Sandberg is the founder and CEO of Agoprene, a Scandinavian startup creating sustainable furniture foam. According to the company, polyurethane foam rubber, which is derived from petrochemicals and widely used in sofas, chairs, and other soft furnishings, accounts for a whopping 105 million metric tons of CO2 emissions every year. “In the furniture industry, everyone knows that foam is bad for the environment and no one wants to use it, but there are no other alternatives,” Sandberg says. “I want to supply [a more sustainable] alternative to what we have today, with no petrochemicals.”

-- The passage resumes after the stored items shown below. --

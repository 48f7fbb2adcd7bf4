use serde::{Deserialize, Serialize};

use crate::error::ValidationError;
use crate::trust::normalize_ssid;

/// WGS84 coordinate pair in degrees.
#[derive(Debug, Clone, Copy, PartialEq, Serialize, Deserialize)]
pub struct GeoPoint {
    pub latitude: f64,
    pub longitude: f64,
}

impl GeoPoint {
    pub fn new(latitude: f64, longitude: f64) -> Result<Self, ValidationError> {
        let valid = (-90.0..=90.0).contains(&latitude) && (-180.0..=180.0).contains(&longitude);
        if !valid {
            return Err(ValidationError::InvalidCoordinates {
                latitude,
                longitude,
            });
        }
        Ok(Self {
            latitude,
            longitude,
        })
    }
}

impl std::fmt::Display for GeoPoint {
    fn fmt(&self, f: &mut std::fmt::Formatter<'_>) -> std::fmt::Result {
        write!(f, "{:.6}, {:.6}", self.latitude, self.longitude)
    }
}

/// Which tab a place is listed under.
#[derive(Debug, Clone, Copy, PartialEq, Eq, Serialize, Deserialize)]
#[serde(rename_all = "lowercase")]
pub enum PlaceKind {
    Location,
    Wifi,
}

impl std::str::FromStr for PlaceKind {
    type Err = String;

    fn from_str(s: &str) -> Result<Self, Self::Err> {
        match s.to_ascii_lowercase().as_str() {
            "location" => Ok(PlaceKind::Location),
            "wifi" => Ok(PlaceKind::Wifi),
            other => Err(format!("unknown place kind: {other}")),
        }
    }
}

/// A context in which motion should not trigger a lock.
///
/// Persisted as a record with a `type` discriminant, a `label`, and either a
/// `point` or an `ssid`:
///
/// ```toml
/// [[trusted_places]]
/// type = "location"
/// label = "Home"
/// point = { latitude = 52.52, longitude = 13.405 }
///
/// [[trusted_places]]
/// type = "wifi"
/// label = "HomeNet"
/// ssid = "HomeNet"
/// ```
#[derive(Debug, Clone, PartialEq, Serialize, Deserialize)]
#[serde(tag = "type", rename_all = "lowercase")]
pub enum TrustedPlace {
    Location { label: String, point: GeoPoint },
    Wifi { label: String, ssid: String },
}

impl TrustedPlace {
    pub fn location(label: impl Into<String>, point: GeoPoint) -> Result<Self, ValidationError> {
        let label = checked_label(label.into())?;
        Ok(TrustedPlace::Location { label, point })
    }

    /// Build a Wi-Fi entry from the SSID as the platform reports it.
    /// The label is the SSID itself.
    pub fn wifi(raw_ssid: &str) -> Result<Self, ValidationError> {
        let ssid = normalize_ssid(raw_ssid).ok_or(ValidationError::UnusableSsid)?;
        Ok(TrustedPlace::Wifi {
            label: ssid.clone(),
            ssid,
        })
    }

    pub fn label(&self) -> &str {
        match self {
            TrustedPlace::Location { label, .. } | TrustedPlace::Wifi { label, .. } => label,
        }
    }

    pub fn kind(&self) -> PlaceKind {
        match self {
            TrustedPlace::Location { .. } => PlaceKind::Location,
            TrustedPlace::Wifi { .. } => PlaceKind::Wifi,
        }
    }

    /// Same place, new label. The payload is untouched.
    pub fn relabeled(&self, label: impl Into<String>) -> Result<Self, ValidationError> {
        let label = checked_label(label.into())?;
        Ok(match self {
            TrustedPlace::Location { point, .. } => TrustedPlace::Location {
                label,
                point: *point,
            },
            TrustedPlace::Wifi { ssid, .. } => TrustedPlace::Wifi {
                label,
                ssid: ssid.clone(),
            },
        })
    }

    /// Re-check the constructor invariants on a place that was deserialized
    /// rather than built through [`TrustedPlace::location`] or
    /// [`TrustedPlace::wifi`].
    pub fn validate(&self) -> Result<(), ValidationError> {
        checked_label(self.label().to_string())?;
        match self {
            TrustedPlace::Location { point, .. } => {
                GeoPoint::new(point.latitude, point.longitude)?;
            }
            TrustedPlace::Wifi { ssid, .. } => {
                if normalize_ssid(ssid).as_deref() != Some(ssid.as_str()) {
                    return Err(ValidationError::UnusableSsid);
                }
            }
        }
        Ok(())
    }
}

fn checked_label(label: String) -> Result<String, ValidationError> {
    if label.trim().is_empty() {
        return Err(ValidationError::EmptyLabel);
    }
    Ok(label)
}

With a background in business development and finance, and without any engineering know-how, Sandberg never thought she would enter the complex field of material technology. But her master’s studies at the Norwegian University of Science and Technology’s School of Entrepreneurship opened doors for her, quite literally. “I had to set up my own company as part of my degree and I needed some input, so I started knocking on professors’ doors and asking them what they were working on,” she recalls. “I learned that petroleum is a product of degraded biomass over time, so you can, in theory, use biomass to replace petroleum.”
Inspired, she spent the next few months researching the potential of biomass and the wider world of biotechnology. “Then the Covid-19 lockdown happened, and I was forced to source biomass from Norway as I couldn’t reach suppliers elsewhere in Europe,” she says. In the country with the second longest coastline in the world, she found an abundant source to exploit: seaweed.
Alongside Agoprene’s research chemist, Asanga De Alwis, Sandberg began running experiments in a tiny kitchen in Trondheim, combining different types of seaweed-based materials in a specific order, pouring the ensuing mixture into molds, and then heating it to 50 degrees Celcius—a process she likens to baking a cake. Unlike conventional baking, however, the foam spends around 10 hours in the oven, depending on the thickness of the material. “A lot of our ideas failed. We must have made around 800 foam samples,” she says.
There was also plenty more bootstrapping involved. Armed with a fairly modest budget of 1 million Norwegian kroner (around £73,000, or $90,000) from the Research Council of Norway, Sandberg started sourcing second-hand equipment and ringing up suppliers to ask for free biomass samples. “I had to go without a salary for eight months, move back into my parents’ house, and even ask them to pay my phone bill every month as I didn’t have any money,” she says. “However, I was so certain that one day, the ship would turn and everything would work out.”